Is it rational to fear someone who can require you to do the impossible? with severe punishment at her beck-and-call, if you fail? Any law that enables women to turn displeasing-them into punishable offences, whether civil or criminal, gives women discretionary powers such as even carefully selected, carefully trained police have been known to abuse. A woman trained by the-Devil-Herself-knows-whom, granted such powers, and selected with the biases and distractions of eros involved, is not a promising bet for a life together, or even a few-years companionship, under such aegis. A woman trained by only-the-Devil-Herself-knows-whom, self-selected via Feminist ideology, can impose pain and suffering without any real provocation, as that Sheriff-elect found out.

Women are impossible to please-fully on any long term continuing basis. You may please one for a few minutes, imaginably a few hours, rarely as long as a few days; but eventually, something you do is going to displease her. (This works both ways: I don’t recall a woman going a week without doing at least one little thing that displeased me—back when i kept day-to-day company with women. I used to shrug and say to myself, “nobody’s perfect.” Under proposed legislation—some would say, under existing legislation and practices—it’s a crime not to be perfect in your relationship with a woman, if she wants it to be one—but in fact, nobody’s perfect. Feminist law demands the impossible—and more baldly with each passing year.)

Feminist law may also be demanding the impossible on a societal scale.

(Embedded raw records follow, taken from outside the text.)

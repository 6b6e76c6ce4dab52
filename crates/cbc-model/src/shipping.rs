//! # Shipping Information
//!
//! A shipment goes either to a home address or to a PO box. A PO box needs a
//! contact number, home or mobile or both; a home address needs none.
//!
//! The loose [`ShippingForm`] holds four optional fields and needs
//! [`is_valid_shipping_info`] to say which combinations make sense. The
//! strict [`ShippingInfo`] keeps `name` outside and moves the branch into
//! [`PickupInfo`]: the outer "or" becomes an enum, the "at least one phone"
//! becomes [`AtLeastOne`].
//!
//! ```
//! use cbc_model::shipping::{PickupInfo, ShippingForm, ShippingInfo};
//!
//! let form: ShippingForm = serde_json::from_value(serde_json::json!({
//!     "name": "Avril Mondragon",
//!     "homePhone": "555-4444",
//!     "poBox": "Enfield Tennis Academy"
//! }))
//! .unwrap();
//!
//! let info = ShippingInfo::try_from(form).unwrap();
//! assert!(matches!(info.pickup_info, PickupInfo::PoBox { .. }));
//! ```

use serde::{Deserialize, Serialize};

use cbc_core::{AtLeastOne, PhoneNumber};

use crate::error::ShapeError;

/// Shipping details with every field optional.
#[derive(Debug, Clone, Default, PartialEq, Eq, Serialize, Deserialize)]
#[serde(rename_all = "camelCase")]
pub struct ShippingForm {
    pub name: String,
    #[serde(default, skip_serializing_if = "Option::is_none")]
    pub home_phone: Option<String>,
    #[serde(default, skip_serializing_if = "Option::is_none")]
    pub mobile_phone: Option<String>,
    #[serde(default, skip_serializing_if = "Option::is_none")]
    pub home_address: Option<String>,
    #[serde(default, skip_serializing_if = "Option::is_none")]
    pub po_box: Option<String>,
}

/// Legacy validator: a home address alone, or a PO box with a phone number.
pub fn is_valid_shipping_info(form: &ShippingForm) -> bool {
    let home = form.home_address.is_some();
    let po_box = form.po_box.is_some();
    let phone = form.home_phone.is_some() || form.mobile_phone.is_some();
    (home && !po_box) || (po_box && !home && phone)
}

/// Where the shipment is collected.
#[derive(Debug, Clone, PartialEq, Eq, Serialize, Deserialize)]
#[serde(tag = "tag")]
pub enum PickupInfo {
    /// Delivered to the door.
    HomeAddress { address: String },
    /// Held at a PO box; the carrier calls one of the numbers.
    #[serde(rename = "POBox", rename_all = "camelCase")]
    PoBox {
        address: String,
        /// Home phone on the left, mobile on the right.
        phone_number: AtLeastOne<PhoneNumber, PhoneNumber>,
    },
}

impl PickupInfo {
    /// The street address or PO box.
    pub fn address(&self) -> &str {
        match self {
            Self::HomeAddress { address } | Self::PoBox { address, .. } => address,
        }
    }
}

/// Valid shipping details.
#[derive(Debug, Clone, PartialEq, Eq, Serialize, Deserialize)]
#[serde(rename_all = "camelCase")]
pub struct ShippingInfo {
    /// Recipient name.
    pub name: String,
    /// Where and how the parcel is collected.
    pub pickup_info: PickupInfo,
}

impl TryFrom<ShippingForm> for ShippingInfo {
    type Error = ShapeError;

    /// Phone numbers on a home-address form are dropped; that branch has no
    /// place for them.
    fn try_from(form: ShippingForm) -> Result<Self, Self::Error> {
        let pickup_info = match (form.home_address, form.po_box) {
            (Some(_), Some(_)) => {
                return Err(ShapeError::MutuallyExclusive {
                    first: "homeAddress",
                    second: "poBox",
                })
            }
            (None, None) => return Err(ShapeError::MissingField("homeAddress or poBox")),
            (Some(address), None) => PickupInfo::HomeAddress { address },
            (None, Some(address)) => {
                let phones = AtLeastOne::from_options(form.home_phone, form.mobile_phone)
                    .ok_or(ShapeError::MissingField("homePhone or mobilePhone"))?;
                let phone_number = phones.map(PhoneNumber::new, PhoneNumber::new).transpose()?;
                PickupInfo::PoBox {
                    address,
                    phone_number,
                }
            }
        };
        Ok(Self {
            name: form.name,
            pickup_info,
        })
    }
}

impl From<&ShippingInfo> for ShippingForm {
    fn from(info: &ShippingInfo) -> Self {
        let mut form = ShippingForm {
            name: info.name.clone(),
            ..ShippingForm::default()
        };
        match &info.pickup_info {
            PickupInfo::HomeAddress { address } => form.home_address = Some(address.clone()),
            PickupInfo::PoBox {
                address,
                phone_number,
            } => {
                form.po_box = Some(address.clone());
                form.home_phone = phone_number.left().map(|p| p.as_str().to_string());
                form.mobile_phone = phone_number.right().map(|p| p.as_str().to_string());
            }
        }
        form
    }
}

If Australia or the US enacted into law, its recently proposed additions to female privilege, and a majority of women were to take full advantage of their legal privileges existing and new, something else would prove to be impossible—in my sociologically and statistically educated guess—there wouldn’t be enough budget or staff to operate all the required prisons, bill collection, courts, tribunals, “re-socialization” and other programmes, against that many men.

Society” in Australia, North America and much of Europe, very plausibly, continues to function only because so many women do not even half-exploit their privileges. “Not All Women Are[Act] Like That” has to be true, because if and when even most women act “Like That”—comes the collapse. So far, it seems, the numerically largest impacts of misandric laws have been first, increasingly-henpecked husbands; second, men not marrying, (both of these first two, because of Feminist intimidation); and third, the men and children who are victims of biased divorce. The first two cost rather little per person in ongoing “State expense”, and may pay more tax than they “cost”—but less on average than “well motivated” husbands in intact families. The third category is inclined to be costly, especially if the men are imprisoned for failure to pay court-imposed burdens and when the children reach their teens.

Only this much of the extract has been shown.